Task prompt → Find the line with "pub fn alive_ships(&self)" and the line with "fn fmt(&self, f: &mut" in the entries below; output exactly those two lines, every line between them, and no others.

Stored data
++++

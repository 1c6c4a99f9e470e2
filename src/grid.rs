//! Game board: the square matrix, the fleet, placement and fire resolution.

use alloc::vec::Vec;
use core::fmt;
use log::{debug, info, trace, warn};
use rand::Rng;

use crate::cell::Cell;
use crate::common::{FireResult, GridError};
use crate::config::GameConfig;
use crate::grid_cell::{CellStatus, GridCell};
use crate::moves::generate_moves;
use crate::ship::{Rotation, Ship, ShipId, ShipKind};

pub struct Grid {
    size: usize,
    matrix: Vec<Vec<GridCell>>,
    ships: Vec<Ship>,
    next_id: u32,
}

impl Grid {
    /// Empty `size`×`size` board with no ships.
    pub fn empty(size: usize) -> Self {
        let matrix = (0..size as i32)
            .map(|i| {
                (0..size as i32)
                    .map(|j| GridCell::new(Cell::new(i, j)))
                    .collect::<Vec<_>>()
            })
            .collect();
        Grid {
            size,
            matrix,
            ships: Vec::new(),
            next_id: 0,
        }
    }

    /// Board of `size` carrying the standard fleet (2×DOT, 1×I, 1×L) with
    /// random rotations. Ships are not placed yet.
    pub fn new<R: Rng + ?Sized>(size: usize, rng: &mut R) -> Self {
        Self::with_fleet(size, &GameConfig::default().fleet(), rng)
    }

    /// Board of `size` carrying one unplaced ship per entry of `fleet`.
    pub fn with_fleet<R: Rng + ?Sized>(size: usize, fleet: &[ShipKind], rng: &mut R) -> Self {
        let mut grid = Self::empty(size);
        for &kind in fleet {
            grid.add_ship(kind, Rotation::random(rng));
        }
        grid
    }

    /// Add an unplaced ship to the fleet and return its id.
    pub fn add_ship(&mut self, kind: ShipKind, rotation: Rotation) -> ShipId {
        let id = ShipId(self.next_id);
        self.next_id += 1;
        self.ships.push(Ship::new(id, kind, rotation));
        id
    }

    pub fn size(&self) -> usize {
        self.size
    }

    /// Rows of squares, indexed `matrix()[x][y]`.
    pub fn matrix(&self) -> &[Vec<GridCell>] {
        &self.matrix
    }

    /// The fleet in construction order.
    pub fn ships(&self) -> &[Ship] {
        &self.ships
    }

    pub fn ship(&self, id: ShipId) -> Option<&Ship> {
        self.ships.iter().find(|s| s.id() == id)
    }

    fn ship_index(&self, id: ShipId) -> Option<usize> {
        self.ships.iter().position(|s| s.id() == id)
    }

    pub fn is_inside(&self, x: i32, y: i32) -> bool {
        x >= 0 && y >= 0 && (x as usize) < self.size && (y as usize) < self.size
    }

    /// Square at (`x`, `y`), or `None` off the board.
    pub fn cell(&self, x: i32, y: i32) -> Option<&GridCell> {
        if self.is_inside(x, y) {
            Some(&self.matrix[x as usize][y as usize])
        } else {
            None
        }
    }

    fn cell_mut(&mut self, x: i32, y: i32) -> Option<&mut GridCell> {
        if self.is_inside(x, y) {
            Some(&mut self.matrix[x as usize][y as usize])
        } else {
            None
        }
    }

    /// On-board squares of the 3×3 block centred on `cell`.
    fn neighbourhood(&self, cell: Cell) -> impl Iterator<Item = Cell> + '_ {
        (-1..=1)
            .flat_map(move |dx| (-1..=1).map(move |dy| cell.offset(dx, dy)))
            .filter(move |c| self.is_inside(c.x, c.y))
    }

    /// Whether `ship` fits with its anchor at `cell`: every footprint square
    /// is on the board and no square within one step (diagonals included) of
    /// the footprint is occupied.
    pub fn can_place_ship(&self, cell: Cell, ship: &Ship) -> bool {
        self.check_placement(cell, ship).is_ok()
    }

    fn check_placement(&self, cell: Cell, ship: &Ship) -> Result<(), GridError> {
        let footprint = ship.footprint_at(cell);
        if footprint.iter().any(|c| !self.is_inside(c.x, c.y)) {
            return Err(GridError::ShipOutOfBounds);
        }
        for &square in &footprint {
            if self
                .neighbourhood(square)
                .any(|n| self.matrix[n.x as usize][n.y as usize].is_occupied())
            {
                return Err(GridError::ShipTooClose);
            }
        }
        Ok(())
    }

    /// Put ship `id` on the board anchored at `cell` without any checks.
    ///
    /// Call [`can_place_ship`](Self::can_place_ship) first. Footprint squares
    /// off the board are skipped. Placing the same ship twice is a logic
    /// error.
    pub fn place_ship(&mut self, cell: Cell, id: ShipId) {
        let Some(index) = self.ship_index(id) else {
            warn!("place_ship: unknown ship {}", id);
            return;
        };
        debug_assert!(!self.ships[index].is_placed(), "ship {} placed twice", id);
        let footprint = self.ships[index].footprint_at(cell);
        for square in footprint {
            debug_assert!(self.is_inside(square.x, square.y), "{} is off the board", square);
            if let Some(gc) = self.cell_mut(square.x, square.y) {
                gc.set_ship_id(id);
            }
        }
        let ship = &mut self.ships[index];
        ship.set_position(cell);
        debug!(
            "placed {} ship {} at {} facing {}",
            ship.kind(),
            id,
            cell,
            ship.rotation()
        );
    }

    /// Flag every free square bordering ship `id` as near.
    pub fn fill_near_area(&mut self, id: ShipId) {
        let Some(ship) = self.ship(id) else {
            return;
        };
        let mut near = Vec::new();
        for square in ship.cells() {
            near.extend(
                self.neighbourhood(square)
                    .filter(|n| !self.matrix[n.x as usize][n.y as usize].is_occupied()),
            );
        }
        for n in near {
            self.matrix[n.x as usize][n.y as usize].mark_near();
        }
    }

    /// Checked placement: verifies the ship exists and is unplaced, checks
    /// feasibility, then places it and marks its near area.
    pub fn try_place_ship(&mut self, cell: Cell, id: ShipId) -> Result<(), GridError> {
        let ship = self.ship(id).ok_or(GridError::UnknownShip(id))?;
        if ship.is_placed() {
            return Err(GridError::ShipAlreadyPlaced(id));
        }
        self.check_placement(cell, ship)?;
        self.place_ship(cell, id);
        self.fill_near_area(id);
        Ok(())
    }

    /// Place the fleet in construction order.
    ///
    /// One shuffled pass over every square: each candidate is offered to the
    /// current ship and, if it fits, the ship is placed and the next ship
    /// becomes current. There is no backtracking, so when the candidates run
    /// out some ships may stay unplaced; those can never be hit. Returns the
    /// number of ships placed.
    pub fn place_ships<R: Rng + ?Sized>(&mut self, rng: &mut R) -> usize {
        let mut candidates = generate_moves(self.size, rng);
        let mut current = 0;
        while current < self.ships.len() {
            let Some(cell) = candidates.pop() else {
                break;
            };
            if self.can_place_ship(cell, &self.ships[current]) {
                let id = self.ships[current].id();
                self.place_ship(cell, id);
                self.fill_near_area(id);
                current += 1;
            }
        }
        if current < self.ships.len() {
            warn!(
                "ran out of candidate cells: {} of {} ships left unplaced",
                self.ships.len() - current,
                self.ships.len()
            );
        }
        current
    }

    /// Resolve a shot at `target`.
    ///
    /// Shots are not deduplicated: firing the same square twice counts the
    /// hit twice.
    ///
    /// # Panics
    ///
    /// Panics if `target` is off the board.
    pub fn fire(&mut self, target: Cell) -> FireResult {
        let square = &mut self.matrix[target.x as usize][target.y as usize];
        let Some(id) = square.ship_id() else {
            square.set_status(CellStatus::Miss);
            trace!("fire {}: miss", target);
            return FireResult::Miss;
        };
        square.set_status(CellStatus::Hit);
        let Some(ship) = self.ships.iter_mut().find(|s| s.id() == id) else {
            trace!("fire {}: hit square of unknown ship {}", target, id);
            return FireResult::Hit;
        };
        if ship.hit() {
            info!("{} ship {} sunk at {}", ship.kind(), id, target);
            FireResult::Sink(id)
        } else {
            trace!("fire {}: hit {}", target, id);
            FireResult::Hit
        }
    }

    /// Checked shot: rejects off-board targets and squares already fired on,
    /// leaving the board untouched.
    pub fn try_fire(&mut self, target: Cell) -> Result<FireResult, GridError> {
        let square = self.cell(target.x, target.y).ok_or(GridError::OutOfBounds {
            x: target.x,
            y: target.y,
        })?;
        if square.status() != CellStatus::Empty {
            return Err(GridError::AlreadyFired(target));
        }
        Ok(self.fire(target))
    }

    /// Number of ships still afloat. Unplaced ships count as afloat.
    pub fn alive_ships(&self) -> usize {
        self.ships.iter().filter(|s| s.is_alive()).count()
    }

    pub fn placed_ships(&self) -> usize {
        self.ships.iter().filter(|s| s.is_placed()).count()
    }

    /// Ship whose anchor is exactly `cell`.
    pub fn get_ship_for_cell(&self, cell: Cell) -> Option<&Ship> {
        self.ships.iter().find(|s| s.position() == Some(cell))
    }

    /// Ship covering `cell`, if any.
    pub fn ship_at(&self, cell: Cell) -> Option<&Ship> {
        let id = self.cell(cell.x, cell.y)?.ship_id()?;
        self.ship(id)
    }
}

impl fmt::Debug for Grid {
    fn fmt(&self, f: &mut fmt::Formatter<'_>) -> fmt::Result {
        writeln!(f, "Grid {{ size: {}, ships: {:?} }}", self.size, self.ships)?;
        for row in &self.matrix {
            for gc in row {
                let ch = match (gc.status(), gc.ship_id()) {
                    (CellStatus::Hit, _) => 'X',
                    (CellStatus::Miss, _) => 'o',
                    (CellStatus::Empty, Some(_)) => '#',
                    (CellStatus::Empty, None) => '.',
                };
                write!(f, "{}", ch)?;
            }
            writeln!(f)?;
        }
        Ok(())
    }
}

++++

Exercise result →
    pub fn alive_ships(&self) -> usize {
        self.ships.iter().filter(|s| s.is_alive()).count()
    }

    pub fn placed_ships(&self) -> usize {
        self.ships.iter().filter(|s| s.is_placed()).count()
    }

    /// Ship whose anchor is exactly `cell`.
    pub fn get_ship_for_cell(&self, cell: Cell) -> Option<&Ship> {
        self.ships.iter().find(|s| s.position() == Some(cell))
    }

    /// Ship covering `cell`, if any.
    pub fn ship_at(&self, cell: Cell) -> Option<&Ship> {
        let id = self.cell(cell.x, cell.y)?.ship_id()?;
        self.ship(id)
    }
}

impl fmt::Debug for Grid {
    fn fmt(&self, f: &mut fmt::Formatter<'_>) -> fmt::Result {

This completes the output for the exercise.